I made a couple of passes at organizing the chaos, but the "pictures" that emerged were still too abstract, more like one of Picasso's faces with all the features in odd places. What I had was a giant Shmuzzle™ Puzzle with identically shaped Escheresque lizards that fit together in an impossibly large number of ways.
In fact, the contents could go together in lots of ways, all of them reasonable. I tried organizing my topics along the lines of all the ways God is like an earthly parent. Then along the lines of “where much is given, much is expected.” And so on, for another three or four more tries. None of them felt right.
Discovering the Rosetta Stone
You don’t need me to tell you there's a lot to be said for a good night's sleep. It's amazing what the brain can figure out once the conscious mind-–the brain's self-appointed boss-–gets out of the way.
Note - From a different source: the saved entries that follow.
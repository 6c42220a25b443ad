use serde_json::{json, Value};
use std::path::Path;
use std::sync::Arc;
use tia_core::{Config, Error, PersistenceError, Result};
use tia_inference::{create_model, AnalysisEngine};
use tia_scrapers::{
    extract_indicators, normalize_url, AnalysisManager, AnalyzeOptions, ContentExtractor, UrlValidator,
};
use tia_storage::SqliteStore;
use tokio::io::AsyncReadExt;
use tracing::info;

pub const PURGE_CONFIRMATION: &str = "DELETE";

async fn open_store(config: &Config) -> Result<Arc<SqliteStore>> {
    let store = SqliteStore::open(&config.database_path).await?;
    info!("💾 Using database {}", store.get_db_path().display());
    Ok(Arc::new(store))
}

pub async fn analyze(config: &Config, url: &str, refresh: bool) -> Result<Value> {
    let store = open_store(config).await?;
    let client = create_model(&config.analysis)?;
    info!("🧠 Inference model initialized (using {} / {})", client.name(), config.analysis.model);

    let engine = AnalysisEngine::new(client, store.clone(), &config.analysis);
    let validator = UrlValidator::new(&config.validation, &config.extraction)?;
    let extractor = Arc::new(ContentExtractor::new(&config.extraction)?);
    let manager = AnalysisManager::new(validator, extractor, engine, store);

    let record = manager.analyze_url(url, AnalyzeOptions { refresh }).await?;
    let display = record.indicators.display_groups();
    let mut value = serde_json::to_value(&record)?;
    value["indicator_display"] = serde_json::to_value(display)?;
    Ok(value)
}

pub async fn recent(config: &Config, limit: Option<u32>) -> Result<Value> {
    let store = open_store(config).await?;
    let articles = store.get_recent_analyses(limit).await?;
    Ok(serde_json::to_value(articles)?)
}

pub async fn show(config: &Config, url: &str) -> Result<Value> {
    let store = open_store(config).await?;
    let key = normalize_url(url);
    let analysis = store
        .get_analysis_by_url(&key)
        .await?
        .ok_or_else(|| PersistenceError::NotFound(format!("no analysis stored for {}", url)))?;
    let indicators = store.get_indicators_by_article_id(analysis.article.id).await?;

    let mut value = serde_json::to_value(&analysis)?;
    value["indicators"] = serde_json::to_value(&indicators)?;
    Ok(value)
}

pub async fn indicators(config: &Config, url: &str) -> Result<Value> {
    let store = open_store(config).await?;
    let indicators = store.get_indicators_by_url(&normalize_url(url)).await?;
    Ok(serde_json::to_value(indicators.display_groups())?)
}

/// Indicator extraction over a local file, or stdin when no file is given.
/// Needs neither the database nor the model.
pub async fn scan(file: Option<&Path>, source_url: Option<&str>) -> Result<Value> {
    let text = match file {
        Some(path) => tokio::fs::read_to_string(path).await?,
        None => {
            let mut text = String::new();
            tokio::io::stdin().read_to_string(&mut text).await?;
            text
        }
    };
    let indicators = extract_indicators(&text, source_url);
    info!("🔎 Found {} indicators", indicators.total());
    Ok(serde_json::to_value(indicators.display_groups())?)
}

pub async fn stats(config: &Config) -> Result<Value> {
    let store = open_store(config).await?;
    let usage = store.get_token_usage_stats().await?;
    let cost = usage.estimated_cost(&config.model_prices);
    let indicators = store.get_indicator_stats().await?;
    let counts = store.table_counts().await?;

    Ok(json!({
        "token_usage": usage,
        "estimated_cost_usd": cost,
        "indicators": indicators,
        "tables": counts,
    }))
}

pub async fn migrate(config: &Config) -> Result<Value> {
    let store = open_store(config).await?;
    let version = store.migrate().await?;
    Ok(json!({ "schema_version": version }))
}

pub async fn purge(config: &Config, confirm: Option<&str>) -> Result<Value> {
    if confirm != Some(PURGE_CONFIRMATION) {
        return Err(Error::Config(format!(
            "purge deletes every stored analysis; pass --confirm {} to proceed",
            PURGE_CONFIRMATION
        )));
    }
    let store = open_store(config).await?;
    let removed = store.purge().await?;
    info!("🗑️ Purged {} articles", removed.articles);
    Ok(json!({ "removed": removed }))
}
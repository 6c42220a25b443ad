/// One schema step. Steps only ever add tables, columns or indexes so that
/// existing rows survive an upgrade.
#[derive(Debug, Clone, Copy)]
pub struct Migration {
    pub version: i64,
    pub description: &'static str,
    pub statements: &'static [&'static str],
}

pub const SCHEMA_VERSION_TABLE: &str = r#"
    CREATE TABLE IF NOT EXISTS schema_version (
        id INTEGER PRIMARY KEY CHECK (id = 1),
        version INTEGER NOT NULL,
        updated_at TEXT NOT NULL
    )
"#;

pub const MIGRATIONS: &[Migration] = &[
    Migration {
        version: 1,
        description: "baseline articles, analysis results and token usage",
        statements: &[
            r#"
            CREATE TABLE IF NOT EXISTS articles (
                id INTEGER PRIMARY KEY AUTOINCREMENT,
                url TEXT NOT NULL UNIQUE,
                title TEXT NOT NULL DEFAULT '',
                content_length INTEGER NOT NULL DEFAULT 0,
                extraction_time REAL NOT NULL DEFAULT 0,
                analysis_time REAL NOT NULL DEFAULT 0,
                model TEXT NOT NULL DEFAULT '',
                created_at TIMESTAMP NOT NULL
            )
            "#,
            r#"
            CREATE TABLE IF NOT EXISTS analysis_results (
                id INTEGER PRIMARY KEY AUTOINCREMENT,
                article_id INTEGER NOT NULL,
                raw_text TEXT NOT NULL,
                structured_data TEXT NOT NULL,
                FOREIGN KEY (article_id) REFERENCES articles (id)
            )
            "#,
            r#"
            CREATE TABLE IF NOT EXISTS token_usage (
                id INTEGER PRIMARY KEY AUTOINCREMENT,
                model TEXT NOT NULL,
                input_tokens INTEGER NOT NULL DEFAULT 0,
                output_tokens INTEGER NOT NULL DEFAULT 0,
                cached BOOLEAN NOT NULL DEFAULT 0,
                timestamp TIMESTAMP NOT NULL
            )
            "#,
        ],
    },
    Migration {
        version: 2,
        description: "indicators of compromise per article",
        statements: &[r#"
            CREATE TABLE IF NOT EXISTS indicators (
                id INTEGER PRIMARY KEY AUTOINCREMENT,
                article_id INTEGER NOT NULL,
                indicator_type TEXT NOT NULL,
                value TEXT NOT NULL,
                created_at TIMESTAMP NOT NULL,
                FOREIGN KEY (article_id) REFERENCES articles (id),
                UNIQUE (article_id, indicator_type, value)
            )
            "#],
    },
    Migration {
        version: 3,
        description: "cached input token counts",
        statements: &["ALTER TABLE token_usage ADD COLUMN cached_input_tokens INTEGER NOT NULL DEFAULT 0"],
    },
    Migration {
        version: 4,
        description: "lookup indexes",
        statements: &[
            "CREATE INDEX IF NOT EXISTS idx_articles_created_at ON articles (created_at)",
            "CREATE INDEX IF NOT EXISTS idx_analysis_results_article_id ON analysis_results (article_id)",
            "CREATE INDEX IF NOT EXISTS idx_indicators_article_id ON indicators (article_id)",
            "CREATE INDEX IF NOT EXISTS idx_token_usage_model ON token_usage (model)",
        ],
    },
    // Add future migrations here
];

/// Version the running binary expects.
pub const SCHEMA_VERSION: i64 = 4;

pub fn baseline() -> &'static Migration {
    &MIGRATIONS[0]
}
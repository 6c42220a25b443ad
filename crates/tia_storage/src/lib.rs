pub mod migrations;
pub mod sqlite;

pub use migrations::{Migration, MIGRATIONS, SCHEMA_VERSION};
pub use sqlite::{NewAnalysis, NewArticle, SqliteStore};

pub mod prelude {
    pub use super::sqlite::{NewAnalysis, NewArticle, SqliteStore};
    pub use tia_core::{Error, PersistenceError, Result};
}
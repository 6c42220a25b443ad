use tokio::io::{AsyncReadExt, AsyncWriteExt};
use tokio::net::TcpListener;
use url::Url;

/// Serves `response` to the first connection on a local port.
pub(crate) async fn serve_once(response: String) -> Url {
    let listener = TcpListener::bind("127.0.0.1:0").await.unwrap();
    let addr = listener.local_addr().unwrap();
    tokio::spawn(async move {
        let (mut socket, _) = listener.accept().await.unwrap();
        let mut buf = [0u8; 4096];
        let _ = socket.read(&mut buf).await;
        socket.write_all(response.as_bytes()).await.unwrap();
        let _ = socket.shutdown().await;
    });
    Url::parse(&format!("http://{}/article", addr)).unwrap()
}

pub(crate) fn http_response(status: &str, body: &str) -> String {
    format!(
        "HTTP/1.1 {}\r\nContent-Type: text/html\r\nContent-Length: {}\r\nConnection: close\r\n\r\n{}",
        status,
        body.len(),
        body
    )
}
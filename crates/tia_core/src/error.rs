use thiserror::Error;

/// Rejections raised before any network fetch of the target happens.
#[derive(Error, Debug, Clone, PartialEq, Eq)]
pub enum ValidationError {
    #[error("Malformed URL: {0}")]
    Malformed(String),

    #[error("Invalid protocol '{0}': only http and https are allowed")]
    InvalidProtocol(String),

    #[error("URL has no host: {0}")]
    MissingHost(String),

    #[error("Top-level domain of '{0}' is not allowed")]
    DisallowedTld(String),

    #[error("Domain '{0}' is blocked")]
    BlockedDomain(String),

    #[error("URL is unreachable: {0}")]
    Unreachable(String),
}

impl ValidationError {
    pub fn reason_code(&self) -> &'static str {
        match self {
            Self::Malformed(_) => "malformed_url",
            Self::InvalidProtocol(_) => "invalid_protocol",
            Self::MissingHost(_) => "missing_host",
            Self::DisallowedTld(_) => "disallowed_tld",
            Self::BlockedDomain(_) => "blocked_domain",
            Self::Unreachable(_) => "unreachable",
        }
    }
}

#[derive(Error, Debug, Clone, PartialEq, Eq)]
pub enum ExtractionError {
    #[error("Failed to fetch page: {0}")]
    FetchFailed(String),

    #[error("No article content found at {0}")]
    NoContentFound(String),

    #[error("Extracted content too short ({length} chars, need at least {minimum})")]
    ContentTooShort { length: usize, minimum: usize },
}

impl ExtractionError {
    pub fn reason_code(&self) -> &'static str {
        match self {
            Self::FetchFailed(_) => "fetch_failed",
            Self::NoContentFound(_) => "no_content_found",
            Self::ContentTooShort { .. } => "content_too_short",
        }
    }
}

/// Terminal outcomes of an analysis attempt. Transient API failures are
/// retried inside the engine and only surface here once retries run out.
#[derive(Error, Debug, Clone, PartialEq, Eq)]
pub enum AnalysisError {
    #[error("Model refused to analyze the article: {0}")]
    Refusal(String),

    #[error("Response blocked by the content filter")]
    ContentFiltered,

    #[error("Response truncated at the output token limit")]
    TokenLimitExceeded,

    #[error("Response does not match the report schema: {0}")]
    SchemaViolation(String),

    #[error("API still failing after {attempts} attempts: {message}")]
    TransientApiError { attempts: u32, message: String },

    #[error("API authentication failed: {0}")]
    AuthError(String),

    #[error("Invalid analysis request: {0}")]
    InvalidRequest(String),
}

impl AnalysisError {
    pub fn reason_code(&self) -> &'static str {
        match self {
            Self::Refusal(_) => "refusal",
            Self::ContentFiltered => "content_filtered",
            Self::TokenLimitExceeded => "token_limit_exceeded",
            Self::SchemaViolation(_) => "schema_violation",
            Self::TransientApiError { .. } => "transient_api_error",
            Self::AuthError(_) => "auth_error",
            Self::InvalidRequest(_) => "invalid_request",
        }
    }

    /// Whether a caller may reasonably try the same request again later.
    pub fn is_retryable(&self) -> bool {
        matches!(self, Self::TransientApiError { .. })
    }
}

#[derive(Error, Debug, Clone, PartialEq, Eq)]
pub enum PersistenceError {
    #[error("Query failed: {0}")]
    Query(String),

    #[error("Migration to schema version {version} failed: {message}")]
    Migration { version: i64, message: String },

    #[error("Stored data could not be (de)serialized: {0}")]
    Serialization(String),

    #[error("Not found: {0}")]
    NotFound(String),
}

#[derive(Error, Debug)]
pub enum Error {
    #[error("IO error: {0}")]
    Io(#[from] std::io::Error),

    #[error("Serialization error: {0}")]
    Serialization(#[from] serde_json::Error),

    #[error("Validation error: {0}")]
    Validation(#[from] ValidationError),

    #[error("Extraction error: {0}")]
    Extraction(#[from] ExtractionError),

    #[error("Analysis error: {0}")]
    Analysis(#[from] AnalysisError),

    #[error("Persistence error: {0}")]
    Persistence(#[from] PersistenceError),

    #[error("Configuration error: {0}")]
    Config(String),

    #[error("HTTP error: {0}")]
    Http(#[from] reqwest::Error),

    #[error("External error: {0}")]
    External(#[from] anyhow::Error),
}

impl Error {
    /// Stable code reported at the request boundary.
    pub fn reason_code(&self) -> &'static str {
        match self {
            Self::Validation(e) => e.reason_code(),
            Self::Extraction(e) => e.reason_code(),
            Self::Analysis(e) => e.reason_code(),
            Self::Persistence(_) => "persistence_error",
            Self::Config(_) => "config_error",
            Self::Io(_) | Self::Serialization(_) | Self::Http(_) | Self::External(_) => "internal_error",
        }
    }
}

pub type Result<T> = std::result::Result<T, Error>;
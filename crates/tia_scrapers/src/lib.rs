pub mod extractor;
pub mod indicators;
pub mod manager;
pub mod strategies;
pub mod validator;

#[cfg(test)]
mod testing;

pub use extractor::{ArticleSource, ContentExtractor, ExtractedArticle};
pub use indicators::extract_indicators;
pub use manager::{AnalysisManager, AnalysisRecord, AnalyzeOptions};
pub use validator::{normalize_url, UrlValidator};

pub mod prelude {
    pub use super::extractor::{ArticleSource, ContentExtractor};
    pub use super::manager::{AnalysisManager, AnalyzeOptions};
    pub use super::validator::UrlValidator;
    pub use tia_core::{Error, Result};
}
use anyhow::Context;
use clap::{Parser, Subcommand};
use serde_json::{json, Value};
use std::path::PathBuf;
use std::process::ExitCode;
use tia_core::{Config, Result};
use tracing::{error, info};

mod commands;
mod logging;

#[derive(Parser, Debug)]
#[command(author, version, about = "Threat-intelligence article analyzer", long_about = None)]
pub struct Cli {
    /// JSON configuration file; absent keys keep their defaults
    #[arg(long, global = true)]
    config: Option<PathBuf>,
    /// SQLite database path
    #[arg(long, global = true)]
    db: Option<PathBuf>,
    /// Model used for analysis (e.g. gpt-4o, gpt-4o-mini)
    #[arg(long, global = true)]
    model: Option<String>,
    #[arg(long, env = "OPENAI_API_KEY", hide_env_values = true, global = true)]
    api_key: Option<String>,
    #[arg(short, long, global = true)]
    verbose: bool,
    #[command(subcommand)]
    command: Commands,
}

#[derive(Subcommand, Debug)]
enum Commands {
    /// Analyze an article and store the report
    Analyze {
        url: String,
        /// Re-analyze even when a stored report exists
        #[arg(long)]
        refresh: bool,
    },
    /// List stored analyses, newest first
    Recent {
        #[arg(long)]
        limit: Option<u32>,
    },
    /// Print the stored report for a URL
    Show { url: String },
    /// Print the stored indicators for a URL, grouped by category
    Indicators { url: String },
    /// Extract indicators from a file, or stdin, without analysis
    Scan {
        file: Option<PathBuf>,
        /// Article URL whose own host should be ignored
        #[arg(long)]
        source_url: Option<String>,
    },
    /// Token usage, estimated cost and indicator totals
    Stats,
    /// Bring the database schema up to date
    Migrate,
    /// Delete every stored article, report, indicator and usage row
    Purge {
        /// Must be DELETE
        #[arg(long)]
        confirm: Option<String>,
    },
}

fn load_config(cli: &Cli) -> Result<Config> {
    let mut config = match &cli.config {
        Some(path) => Config::from_file(path)?,
        None => Config::default(),
    };
    if let Some(db) = &cli.db {
        config.database_path = db.clone();
    }
    if let Some(model) = &cli.model {
        config.analysis.model = model.clone();
    }
    if let Some(key) = cli.api_key.as_deref().filter(|k| !k.trim().is_empty()) {
        config.analysis.api_key = Some(key.to_string());
    }
    config.check()?;
    Ok(config)
}

async fn run(cli: Cli) -> Result<Value> {
    let config = load_config(&cli)?;
    match cli.command {
        Commands::Analyze { url, refresh } => {
            info!("🔍 Analyzing {}{}", url, if refresh { " (refresh)" } else { "" });
            commands::analyze(&config, &url, refresh).await
        }
        Commands::Recent { limit } => commands::recent(&config, limit).await,
        Commands::Show { url } => commands::show(&config, &url).await,
        Commands::Indicators { url } => commands::indicators(&config, &url).await,
        Commands::Scan { file, source_url } => commands::scan(file.as_deref(), source_url.as_deref()).await,
        Commands::Stats => commands::stats(&config).await,
        Commands::Migrate => commands::migrate(&config).await,
        Commands::Purge { confirm } => commands::purge(&config, confirm.as_deref()).await,
    }
}

#[tokio::main]
async fn main() -> anyhow::Result<ExitCode> {
    let cli = Cli::parse();
    logging::init_logging(cli.verbose);

    match run(cli).await {
        Ok(value) => {
            let out = serde_json::to_string_pretty(&value).context("Failed to render output")?;
            println!("{}", out);
            Ok(ExitCode::SUCCESS)
        }
        Err(e) => {
            error!("❌ {}", e);
            let body = json!({ "error": { "code": e.reason_code(), "message": e.to_string() } });
            let out = serde_json::to_string_pretty(&body).context("Failed to render error")?;
            eprintln!("{}", out);
            Ok(ExitCode::FAILURE)
        }
    }
}

#[cfg(test)]
mod tests {
    use super::*;
    use clap::CommandFactory;

    #[test]
    fn test_cli_definition_is_consistent() {
        Cli::command().debug_assert();
    }

    #[test]
    fn test_parses_subcommands_with_global_flags() {
        let cli = Cli::try_parse_from([
            "tia",
            "analyze",
            "https://www.securenews.com/a",
            "--refresh",
            "--db",
            "/tmp/x.db",
            "--model",
            "gpt-4o-mini",
        ])
        .unwrap();
        assert!(matches!(cli.command, Commands::Analyze { refresh: true, .. }));

        let config = load_config(&cli).unwrap();
        assert_eq!(config.database_path, PathBuf::from("/tmp/x.db"));
        assert_eq!(config.analysis.model, "gpt-4o-mini");

        let cli = Cli::try_parse_from(["tia", "purge", "--confirm", "DELETE"]).unwrap();
        assert!(matches!(cli.command, Commands::Purge { confirm: Some(ref c) } if c == "DELETE"));

        let cli = Cli::try_parse_from(["tia", "recent", "--limit", "5"]).unwrap();
        assert!(matches!(cli.command, Commands::Recent { limit: Some(5) }));
    }

    #[test]
    fn test_rejects_missing_url() {
        assert!(Cli::try_parse_from(["tia", "show"]).is_err());
    }

    #[test]
    fn test_api_key_flag_overrides_config() {
        let cli = Cli::try_parse_from(["tia", "--api-key", "sk-test", "stats"]).unwrap();
        let config = load_config(&cli).unwrap();
        assert_eq!(config.analysis.api_key.as_deref(), Some("sk-test"));
    }
}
The next morning, I plopped down in my desk chair and suddenly found myself doing a virtual head-slap. What about those six pages of notes I had sleepily tucked away at 4 a.m. two months before? Weren't they a part of "everything I'd ever written?"
I hurried back to the bedroom, pulled the notes out of that old maple desk, and held them up to the light of day. Sure enough, there were those all-but-forgotten bullet points…then suddenly, bam. I felt like I had just discovered the Rosetta Stone. This was it, the outline for the book!
The Great Teacher hadn't let me down. It was I who hadn't followed the directions exactly. Now I realized that the outline revealed precisely what I needed next: the theme. The theme for the book was discovering your personal ministry.
It was as if God had flashed the box lid. That glimpse was all I needed to keep going.